The content of the show itself was fairly mundane. Biden was fluent in therapy-speak and recounted how many times he had attempted suicide. He gushed about how — given his six years of sobriety — every day was now a blessing. He explained how you make crack from regular cocaine. He talked of the dark times and the toll it had taken; he had been on the cover of the New York Post more times in a single year than anyone else in history.

Owens, on the other hand, has “been on a journey” in the past two years. Fired from the Daily Wire, she has since charted a hugely successful path to the bottom of the Right-wing ecosystem. She has so far run 45 episodes of her podcast about the Charlie Kirk assassination — she doesn’t believe the lone-shooter theory, instead suggesting Israeli intelligence involvement. She is locked in a slander lawsuit with the French President, having announced to her six million YouTube subscribers that his wife is a man.

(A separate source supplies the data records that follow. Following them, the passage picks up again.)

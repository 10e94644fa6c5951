//! Alert requests and the Bot API methods they map to.

use std::path::{Path, PathBuf};

use serde::{Deserialize, Serialize};

/// Source of an alert.
#[derive(
    Debug,
    Clone,
    Copy,
    Default,
    PartialEq,
    Eq,
    Hash,
    Serialize,
    Deserialize,
    strum::Display,
    strum::EnumString,
)]
#[strum(serialize_all = "snake_case")]
#[serde(rename_all = "snake_case")]
pub enum EventType {
    /// Still image from the camera.
    Camera,
    /// Audio clip from the microphone.
    Microphone,
    /// Video clip from the camera.
    CameraVideo,
    #[default]
    Other,
}

impl EventType {
    /// Bot API upload method used for media attached to this event.
    pub fn upload_method(&self) -> ApiMethod {
        match self {
            Self::Camera => ApiMethod::SendPhoto,
            Self::Microphone => ApiMethod::SendAudio,
            Self::CameraVideo => ApiMethod::SendVideo,
            Self::Other => ApiMethod::SendDocument,
        }
    }
}

/// Telegram Bot API methods used by the alert channel.
#[derive(
    Debug,
    Clone,
    Copy,
    PartialEq,
    Eq,
    Hash,
    strum::Display,
    strum::EnumString,
    strum::IntoStaticStr,
)]
#[strum(serialize_all = "camelCase")]
pub enum ApiMethod {
    SendMessage,
    SendPhoto,
    SendAudio,
    SendVideo,
    SendDocument,
}

impl ApiMethod {
    /// Method name as it appears in the request path.
    pub fn as_str(&self) -> &'static str {
        (*self).into()
    }

    /// Multipart field carrying the uploaded file, `None` for text-only methods.
    pub fn part_name(&self) -> Option<&'static str> {
        match self {
            Self::SendMessage => None,
            Self::SendPhoto => Some("photo"),
            Self::SendAudio => Some("audio"),
            Self::SendVideo => Some("video"),
            Self::SendDocument => Some("document"),
        }
    }
}

/// A single alert to deliver. Built per event and consumed by one dispatch.
#[derive(Debug, Clone, PartialEq, Eq)]
pub struct AlertRequest {
    pub message: String,
    pub media_path: Option<PathBuf>,
    pub event_type: EventType,
}

impl AlertRequest {
    /// Text-only alert.
    pub fn text(message: impl Into<String>) -> Self {
        Self {
            message: message.into(),
            media_path: None,
            event_type: EventType::Other,
        }
    }

    /// Alert with a media attachment classified by `event_type`.
    pub fn with_media(
        message: impl Into<String>,
        media_path: impl Into<PathBuf>,
        event_type: EventType,
    ) -> Self {
        Self {
            message: message.into(),
            media_path: Some(media_path.into()),
            event_type,
        }
    }

    /// Attached media that exists on disk, if any.
    ///
    /// An empty or dangling path counts as no attachment.
    pub fn existing_media(&self) -> Option<&Path> {
        self.media_path
            .as_deref()
            .filter(|path| !path.as_os_str().is_empty() && path.exists())
    }
}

In recent months, she has called Hunter Biden himself a paedophile, and accused him of introducing his niece to crack — for which she now apologised. The duo quickly wrote it off. All’s fair in love and online media.

Instead of the pair slugging out an ideological debate, what we got was the curious horseshoe effect now gripping the Right: finding common cause with fellow pariahs on the Left. There is now an urge in the conspiracist’s mind to turn over every premise and inspect it for evidence of falsity. Could Hunter actually not be the agent of his own misfortune? Could a playboy princeling who peddled influence actually be the victim here?

Some of this is already visible in the increasingly off-reservation work of Tucker Carlson, who suffered his own defenestration from Fox News. Carlson has developed a touching belief that “America First” influencer Nick Fuentes is the victim of a plot to suppress his ideas, rather than of the perfectly normal hatred of his ideas among the Right. He, too, has become increasingly convinced that Israel is behind all the world’s evil.

Hunter had clearly read the brief: in exchange for social rehabilitation, he gestures vaguely at powerful forces. “You know who benefits?” he said of the Iran war: “People who are making trades of billions of dollars on market manipulation.” He evinced the way in which the Epstein files have become a catchall smear in US public life: “You wanna figure out why they don’t wanna release all the Epstein files? All you gotta do is look at Trump on his inauguration stage and look behind him…” “It is good versus evil,” he said by way of final salutation. “They have torn the mask off of this.” In 2026, hopelessly addicted to paradox, the extremely online Left and the extremely online Right are finding common cause in the simple act of gesturing to things and saying: “See?”

The Gaza war has reshaped politics at the fringes, and it is doing something similar to the mainstream. But yoking it all together is Epstein, a half-conspiracy proved half-right. A universal solvent, encompassing money men, pederasty, influence-peddling and a protagonist of Semitic heritage.

Owens and Biden can come together because post-Epstein there is now sufficient space in the ecosystem for them to do so. Once the tribes were clear: woke vs MAGA. Now, the fraying of both constituencies has bled out the emotional energy that once seemed so addictive, and allowed space for something else to appear. Politics has always been sport, but just as InfoWars shut down this month, a whole new generation of WWE-tier infotainment is coming into being.


Gavin Haynes is a journalist and former editor-at-large at Vice.